In case you haven't heard of one of the most awesome LaTeX packages ever, let me introduce to you: minted. It's a package to create listings (code snippets, preferably with highlighting, line numbering etc.), but it goes much further than the more well-known package listings. A small example:

Its awesomeness comes at a cost though, it relies heavily on an external Python program called Pygments. This is a generic tool for highlighting, regardless of output format. It can produce TeX, HTML, images, .... And it comes equipped with a load of supported languages. And if you've read the title you might guess what this post is about: a language that wasn't supported yet.

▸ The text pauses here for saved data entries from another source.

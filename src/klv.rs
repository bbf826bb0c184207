//! KLV (Key-Length-Value) codec.
//!
//! Triplet layout:
//!   [ key (16 B) | BER length | value (length B) ]
//!
//! BER length: values ≤ 127 use one byte; larger values use `0x80 | n`
//! followed by `n` big-endian bytes (1 ≤ n ≤ 8). Only the minimal encoding is
//! produced and only the minimal encoding is accepted.
//!
//! Fill items pad the stream up to the next KAG (key alignment grid)
//! boundary. Readers skip them transparently through [`KlvIter`] and
//! [`skip_fill`].

use std::io::{self, Read, Seek, SeekFrom, Write};

use byteorder::{BigEndian, ReadBytesExt};

use crate::error::{Error, Result};
use crate::label::{labels, Label};

pub const KEY_LEN: usize = 16;
/// Smallest possible triplet: key + one-byte length + empty value.
pub const MIN_TRIPLET_LEN: u64 = KEY_LEN as u64 + 1;
const MAX_BER_BYTES: usize = 8;
/// Largest triplet value read into memory in one piece.
pub const MAX_VALUE_LEN: u64 = 256 * 1024 * 1024;

// ── BER lengths ──────────────────────────────────────────────────────────────

/// Number of bytes the minimal BER encoding of `len` occupies.
pub fn ber_len_size(len: u64) -> usize {
    if len <= 0x7F {
        1
    } else {
        1 + (8 - (len.leading_zeros() as usize) / 8)
    }
}

pub fn put_ber(out: &mut Vec<u8>, len: u64) {
    if len <= 0x7F {
        out.push(len as u8);
        return;
    }
    let n = ber_len_size(len) - 1;
    out.push(0x80 | n as u8);
    out.extend_from_slice(&len.to_be_bytes()[8 - n..]);
}

pub fn encode_ber(len: u64) -> Vec<u8> {
    let mut out = Vec::with_capacity(9);
    put_ber(&mut out, len);
    out
}

/// Decode a BER length at `bytes[pos..]`. Returns `(length, bytes consumed)`.
pub fn decode_ber(bytes: &[u8], pos: usize) -> Result<(u64, usize)> {
    let first = *bytes
        .get(pos)
        .ok_or_else(|| Error::format("truncated BER length"))?;
    if first & 0x80 == 0 {
        return Ok((first as u64, 1));
    }
    let n = (first & 0x7F) as usize;
    if n == 0 {
        return Err(Error::format("indefinite BER length"));
    }
    if n > MAX_BER_BYTES {
        return Err(Error::format(format!("BER length uses {n} bytes")));
    }
    let tail = bytes
        .get(pos + 1..pos + 1 + n)
        .ok_or_else(|| Error::format("truncated BER length"))?;
    let len = tail.iter().fold(0u64, |acc, &b| (acc << 8) | b as u64);
    check_minimal(len, n)?;
    Ok((len, 1 + n))
}

/// Stream variant of [`decode_ber`].
pub fn read_ber<R: Read>(r: &mut R) -> Result<(u64, usize)> {
    let first = r.read_u8()?;
    if first & 0x80 == 0 {
        return Ok((first as u64, 1));
    }
    let n = (first & 0x7F) as usize;
    if n == 0 {
        return Err(Error::format("indefinite BER length"));
    }
    if n > MAX_BER_BYTES {
        return Err(Error::format(format!("BER length uses {n} bytes")));
    }
    let mut buf = [0u8; MAX_BER_BYTES];
    r.read_exact(&mut buf[..n])?;
    let len = buf[..n].iter().fold(0u64, |acc, &b| (acc << 8) | b as u64);
    check_minimal(len, n)?;
    Ok((len, 1 + n))
}

fn check_minimal(len: u64, n: usize) -> Result<()> {
    if ber_len_size(len) != n + 1 {
        return Err(Error::format(format!(
            "non-minimal BER encoding of {len} in {n} bytes"
        )));
    }
    Ok(())
}

// ── Triplets ─────────────────────────────────────────────────────────────────

/// Decoded key and length of one triplet.
#[derive(Debug, Clone, Copy, PartialEq, Eq)]
pub struct KlvHeader {
    pub label: Label,
    pub length: u64,
    /// Where the value starts. Absolute index into the slice for [`decode`];
    /// relative to the triplet start for [`read_klv_header`].
    pub value_offset: usize,
    /// Key + length + value.
    pub total_size: u64,
}

impl KlvHeader {
    pub fn header_len(&self) -> u64 {
        self.total_size - self.length
    }

    pub fn is_fill(&self) -> bool {
        self.label.is_fill()
    }
}

pub fn encode(label: &Label, payload: &[u8]) -> Vec<u8> {
    let mut out = Vec::with_capacity(KEY_LEN + 9 + payload.len());
    out.extend_from_slice(label.as_bytes());
    put_ber(&mut out, payload.len() as u64);
    out.extend_from_slice(payload);
    out
}

/// Write one triplet; returns the number of bytes written.
pub fn write_klv<W: Write>(w: &mut W, label: &Label, payload: &[u8]) -> io::Result<u64> {
    let ber = encode_ber(payload.len() as u64);
    w.write_all(label.as_bytes())?;
    w.write_all(&ber)?;
    w.write_all(payload)?;
    Ok((KEY_LEN + ber.len() + payload.len()) as u64)
}

/// Decode the triplet header at `bytes[offset..]`, checking that the whole
/// value is present.
pub fn decode(bytes: &[u8], offset: usize) -> Result<KlvHeader> {
    let key = bytes
        .get(offset..offset + KEY_LEN)
        .ok_or_else(|| Error::format(format!("truncated KLV key at {offset}")))?;
    let label = Label::from_slice(key).ok_or_else(|| Error::format("bad key"))?;
    let (length, ber) = decode_ber(bytes, offset + KEY_LEN)?;
    let value_offset = offset + KEY_LEN + ber;
    let remaining = (bytes.len() - value_offset) as u64;
    if length > remaining {
        return Err(Error::format(format!(
            "KLV length {length} exceeds remaining {remaining} bytes at {offset}"
        )));
    }
    Ok(KlvHeader {
        label,
        length,
        value_offset,
        total_size: (KEY_LEN + ber) as u64 + length,
    })
}

/// Read a triplet header from a stream; the stream is left at the value.
pub fn read_klv_header<R: Read>(r: &mut R) -> Result<KlvHeader> {
    let mut key = [0u8; KEY_LEN];
    r.read_exact(&mut key)?;
    let (length, ber) = read_ber(r)?;
    Ok(KlvHeader {
        label: Label(key),
        length,
        value_offset: KEY_LEN + ber,
        total_size: (KEY_LEN + ber) as u64 + length,
    })
}

/// Read the next non-fill triplet header, seeking over any fill items.
pub fn skip_fill<R: Read + Seek>(r: &mut R) -> Result<KlvHeader> {
    loop {
        let header = read_klv_header(r)?;
        if !header.is_fill() {
            return Ok(header);
        }
        r.seek(SeekFrom::Current(header.length as i64))?;
    }
}

/// Read a whole non-fill triplet value whose key must be `expected`.
pub fn read_expected<R: Read + Seek>(r: &mut R, expected: &Label) -> Result<Vec<u8>> {
    let header = skip_fill(r)?;
    if header.label != *expected {
        return Err(Error::format(format!(
            "expected {} but found {}",
            expected, header.label
        )));
    }
    if header.length > MAX_VALUE_LEN {
        return Err(Error::format(format!("{} value of {} bytes", expected, header.length)));
    }
    let mut value = vec![0u8; header.length as usize];
    r.read_exact(&mut value)?;
    Ok(value)
}

// ── Fill ─────────────────────────────────────────────────────────────────────

/// Total size of the fill triplet needed at stream `position` so the next
/// item starts on a `kag` boundary. Zero when already aligned or `kag <= 1`.
pub fn fill_size(position: u64, kag: u32) -> u64 {
    if kag <= 1 {
        return 0;
    }
    let kag = kag as u64;
    let gap = (kag - position % kag) % kag;
    if gap == 0 {
        return 0;
    }
    let mut total = gap;
    loop {
        if total >= MIN_TRIPLET_LEN && fill_payload_len(total).is_some() {
            return total;
        }
        total += kag;
    }
}

/// Payload length of a fill triplet occupying exactly `total` bytes, if a
/// minimal BER length makes that possible.
fn fill_payload_len(total: u64) -> Option<u64> {
    (1..=MAX_BER_BYTES + 1).find_map(|ber| {
        let payload = total.checked_sub((KEY_LEN + ber) as u64)?;
        (ber_len_size(payload) == ber).then_some(payload)
    })
}

/// A fill triplet exactly `total` bytes long. `total` must come from
/// [`fill_size`].
pub fn fill_item(total: u64) -> Vec<u8> {
    match fill_payload_len(total) {
        Some(payload) => encode(&labels::FILL_ITEM, &vec![0u8; payload as usize]),
        None => Vec::new(),
    }
}

/// Emit fill at `position` up to the next KAG boundary.
pub fn write_fill<W: Write>(w: &mut W, position: u64, kag: u32) -> io::Result<u64> {
    let total = fill_size(position, kag);
    if total == 0 {
        return Ok(0);
    }
    w.write_all(&fill_item(total))?;
    Ok(total)
}

// ── Iteration over a buffer ──────────────────────────────────────────────────

/// Iterates triplets in a byte slice, skipping fill items.
pub struct KlvIter<'a> {
    bytes: &'a [u8],
    pos: usize,
    failed: bool,
}

impl<'a> KlvIter<'a> {
    pub fn new(bytes: &'a [u8]) -> Self {
        Self { bytes, pos: 0, failed: false }
    }

    /// Offset of the next triplet within the slice.
    pub fn position(&self) -> usize {
        self.pos
    }
}

impl<'a> Iterator for KlvIter<'a> {
    type Item = Result<(KlvHeader, &'a [u8])>;

    fn next(&mut self) -> Option<Self::Item> {
        while !self.failed && self.pos < self.bytes.len() {
            let header = match decode(self.bytes, self.pos) {
                Ok(h) => h,
                Err(e) => {
                    self.failed = true;
                    return Some(Err(e));
                }
            };
            let start = header.value_offset;
            let end = start + header.length as usize;
            self.pos = end;
            if header.is_fill() {
                continue;
            }
            return Some(Ok((header, &self.bytes[start..end])));
        }
        None
    }
}

// ── Local sets ───────────────────────────────────────────────────────────────

/// Append one local-set item (`u16 tag | u16 length | value`).
pub fn put_local(out: &mut Vec<u8>, tag: u16, value: &[u8]) -> Result<()> {
    let len = u16::try_from(value.len()).map_err(|_| {
        Error::format(format!("local item {tag:04x} is {} bytes", value.len()))
    })?;
    out.extend_from_slice(&tag.to_be_bytes());
    out.extend_from_slice(&len.to_be_bytes());
    out.extend_from_slice(value);
    Ok(())
}

/// Iterates `(tag, value)` pairs of a local set value.
pub struct LocalItems<'a> {
    bytes: &'a [u8],
    pos: usize,
}

impl<'a> LocalItems<'a> {
    pub fn new(bytes: &'a [u8]) -> Self {
        Self { bytes, pos: 0 }
    }
}

impl<'a> Iterator for LocalItems<'a> {
    type Item = Result<(u16, &'a [u8])>;

    fn next(&mut self) -> Option<Self::Item> {
        if self.pos >= self.bytes.len() {
            return None;
        }
        let Some(head) = self.bytes.get(self.pos..self.pos + 4) else {
            self.pos = self.bytes.len();
            return Some(Err(Error::format("truncated local set item")));
        };
        let tag = u16::from_be_bytes([head[0], head[1]]);
        let len = u16::from_be_bytes([head[2], head[3]]) as usize;
        let start = self.pos + 4;
        let Some(value) = self.bytes.get(start..start + len) else {
            self.pos = self.bytes.len();
            return Some(Err(Error::format(format!(
                "local item {tag:04x} overruns its set"
            ))));
        };
        self.pos = start + len;
        Some(Ok((tag, value)))
    }
}

#[cfg(test)]
mod tests {
    use super::*;
    use std::io::Cursor;

    const KEY: Label = labels::PREFACE;

    #[test]
    fn ber_boundaries() {
        assert_eq!(encode_ber(0), vec![0x00]);
        assert_eq!(encode_ber(127), vec![0x7F]);
        assert_eq!(encode_ber(128), vec![0x81, 0x80]);
        assert_eq!(encode_ber(65535), vec![0x82, 0xFF, 0xFF]);
        assert_eq!(encode_ber(65536), vec![0x83, 0x01, 0x00, 0x00]);
        assert_eq!(ber_len_size(u64::MAX), 9);
    }

    #[test]
    fn decode_reports_offsets() {
        let bytes = encode(&KEY, &[7u8; 200]);
        let h = decode(&bytes, 0).unwrap();
        assert_eq!(h.label, KEY);
        assert_eq!(h.length, 200);
        assert_eq!(h.value_offset, 18);
        assert_eq!(h.total_size, bytes.len() as u64);
    }

    #[test]
    fn rejects_bad_lengths() {
        let mut indefinite = KEY.0.to_vec();
        indefinite.push(0x80);
        assert!(decode(&indefinite, 0).unwrap_err().is_format());

        let mut non_minimal = KEY.0.to_vec();
        non_minimal.extend_from_slice(&[0x82, 0x00, 0x05, 1, 2, 3, 4, 5]);
        assert!(decode(&non_minimal, 0).unwrap_err().is_format());

        let mut too_wide = KEY.0.to_vec();
        too_wide.extend_from_slice(&[0x89, 0, 0, 0, 0, 0, 0, 0, 0, 1]);
        assert!(decode(&too_wide, 0).unwrap_err().is_format());

        let mut overrun = KEY.0.to_vec();
        overrun.extend_from_slice(&[0x05, 1, 2]);
        assert!(decode(&overrun, 0).unwrap_err().is_format());
    }

    #[test]
    fn fill_reaches_boundary() {
        for kag in [16u32, 512, 4096] {
            for pos in [0u64, 1, 17, 100, 511, 4000, 4097] {
                let total = fill_size(pos, kag);
                assert_eq!((pos + total) % kag as u64, 0, "pos {pos} kag {kag}");
                if total > 0 {
                    let item = fill_item(total);
                    assert_eq!(item.len() as u64, total);
                    assert!(decode(&item, 0).unwrap().is_fill());
                }
            }
        }
        assert_eq!(fill_size(1234, 1), 0);
    }

    #[test]
    fn fill_grows_past_unrepresentable_gap() {
        // 145 bytes cannot be a minimal-BER fill item.
        let total = fill_size(1000 - 145, 1000);
        assert_eq!(total, 1145);
    }

    #[test]
    fn iterator_skips_fill() {
        let mut buf = encode(&KEY, b"one");
        buf.extend(fill_item(fill_size(buf.len() as u64, 64)));
        buf.extend(encode(&labels::IDENTIFICATION, b"two"));
        let items: Vec<_> = KlvIter::new(&buf).map(|r| r.unwrap()).collect();
        assert_eq!(items.len(), 2);
        assert_eq!(items[1].1, b"two");
    }

    #[test]
    fn stream_skip_fill() {
        let mut buf = fill_item(40);
        buf.extend(encode(&KEY, b"payload"));
        let mut cur = Cursor::new(buf);
        assert_eq!(read_expected(&mut cur, &KEY).unwrap(), b"payload");
    }

    #[test]
    fn oversized_value_is_not_allocated() {
        let mut buf = KEY.as_bytes().to_vec();
        buf.extend(encode_ber(MAX_VALUE_LEN + 1));
        buf.extend_from_slice(b"short");
        let err = read_expected(&mut Cursor::new(buf), &KEY).unwrap_err();
        assert!(err.is_format());
    }

    #[test]
    fn local_items_round_trip_and_overrun() {
        let mut set = Vec::new();
        put_local(&mut set, 0x3C0A, &[1; 16]).unwrap();
        put_local(&mut set, 0x4801, &[0, 0, 0, 2]).unwrap();
        let items: Vec<_> = LocalItems::new(&set).map(|r| r.unwrap()).collect();
        assert_eq!(items[1], (0x4801, &[0u8, 0, 0, 2][..]));

        set.truncate(set.len() - 1);
        assert!(LocalItems::new(&set).any(|r| r.is_err()));
        assert!(put_local(&mut Vec::new(), 1, &vec![0; 70_000]).is_err());
    }
}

For a course in computational group theory I have to write a report about an implementation in GAP, and this is absolutely impossible without the best possible syntax highlighting, right? So I have entertained myself with implementing a GAP lexer. Its implementation is available at github.com/pbelmans/gap-pygments-lexer.

I have supplied an automatic installer, as the README suggests it boils down to

1. git clone git://github.com/pbelmans/gap-pygments-lexer.git or download and extract the archive GitHub automatically creates at the project's Downloads page
2. cd gap-pygments-lexer
3. sudo python setup.py install

I would like to thank Wim Thys for providing me with the names of all the built-in classes and functions, using a bit of sed magic.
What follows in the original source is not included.